На дальнем пастбище у нас был устроен тренировочный круг, но мне хотелось поскорее вырваться на свободу. Добраться до опушки, затем скакать вдоль кромки леса во весь опор; стремглав лететь к горам, чувствуя, как в крови плещется адреналин.
Да, я знала чужое для этого мира слово.
Помнила еще много слов – и даже могла произнести их на своем родном языке, незнакомом для Элайра. Хотя память, притупленная воспоминаниями настоящей Миры Уилсон, уже начинала меня подводить.
Иногда мне казалось, что в моей жизни не было ни огромных городов, ни стремительных машин, ни смартфонов с разноцветными картинками Интернета.
Вместо этого всегда существовали великаны-горы, дремлющие на горизонте, и золотисто-серая полоса нераспаханной степи, за которой начинались колосящиеся озимые на полях арендаторов Уилсонов. А еще был лес, стоявший, словно страж, между территорией королевства Элайр и племенами, исконно населявшими эти земли.
Наконец, когда Гром порядком разогрелся, я пустила его шагом.
Мы ехали через королевский лес, в наших краях давно уже считавшийся ничейным, отделявший владения Уилсонов от бесконечных угодий герцога Кавингтона. С правой стороны начинались земли лорда Ирвинга, тоже примыкавшие к нашим, причем настолько хитро, что от «Поющей Ивы» до дома Ирвингов было и рукой подать, и наши гуси под видом лебедей частенько захаживали в чужой пруд.
Услаждали взор старого лорда, недавно переехавшего в свое имение.
Мерно покачиваясь в седле, я думала о том, что и Густав Ирвинг, и столичные Уилсоны возвращались в эти места неспроста. В народе говорили, что очень скоро в каждом пустующем имении Ровердорма появятся давно позабывшие о них хозяева.
Не только в имениях – свободные дома и коттеджи в Ровердорме сейчас были нарасхват и сдавались за баснословные суммы.
По словам подруг, причина подобного «великого переселения» была в том, что молодой герцог Кавингтон собирался провести лето в наших краях, а за ним в Ровердорм перебирался и весь столичный свет.
После этого подруги замолкали и смотрели на меня со значением – наверное, ждали моей восторженной реакции на открывавшиеся перед незамужними девицами Ровердорма брачные перспективы.
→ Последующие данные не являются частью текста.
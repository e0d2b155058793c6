fn main() {
    if let Err(error) = pdf_viewer_cli::run(std::env::args_os()) {
        eprintln!("{error:#}");
        std::process::exit(1);
    }
}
Но я лишь пожимала плечами, заявляя, что ничего не смыслю ни в герцогах, ни в столичном свете и ни в причинах, по которым им могло что-либо понадобиться в нашей тихой и сонной провинции, в которой ничего, совершенно ничего не происходит!
…Но тут оно внезапно начало происходить, причем прямиком перед моими глазами. Сперва я услышала собачий лай, а потом заметила двух мужчин, о чем-то разговаривавших возле ручья.
Они, к сожалению, тоже меня заметили.
Пусть незнакомцы находились довольно далеко, но я сразу же поняла, что они не местные. Уж больно вычурно были одеты – глаз сразу же зацепился за яркие цвета и непривычный фасон их нарядов.
И мне это нисколько не понравилось. Нет, я вовсе не боялась того, что они причинят мне вред – пусть сперва попробуют догнать, чтобы его причинить!
Но я вспомнила слова своей тетушки.
– Ты – Уилсон! – частенько заявляла она мне. – Что бы ни происходило вокруг, в тебе течет сильная и славная кровь нашего рода. Не забывай об этом никогда!
Но, несмотря на ее указ, я постоянно забывала.
Зато сейчас взяла и вспомнила.
Подумала о том, что не пристало… гм… леди Уилсон разъезжать в мужском седле, да еще и в крестьянской одежде на виду у столичных гостей. Пусть наши соседи давно привыкли ко мне в этой самой одежде и даже работающей в огороде или в поле, где я помогала арендаторам, но показываться на глаза аристократии из высшего света в таком виде мне не стоило.
Для этого нужно было надеть пышную юбку, натянуть амазонку, взять перчатки и водрузить на голову глупую шляпку с искусственными цветами. После чего чинно и размеренно покачиваться в дамском седле.
Оно у нас было, это самое седло. Сиротливо висело на стене в конюшне, но я, признаться, всегда его ненавидела.
Поэтому… Поэтому если эти господа собирались меня разглядеть, после чего осудить за ненадлежащий вид, то пусть сперва догонят!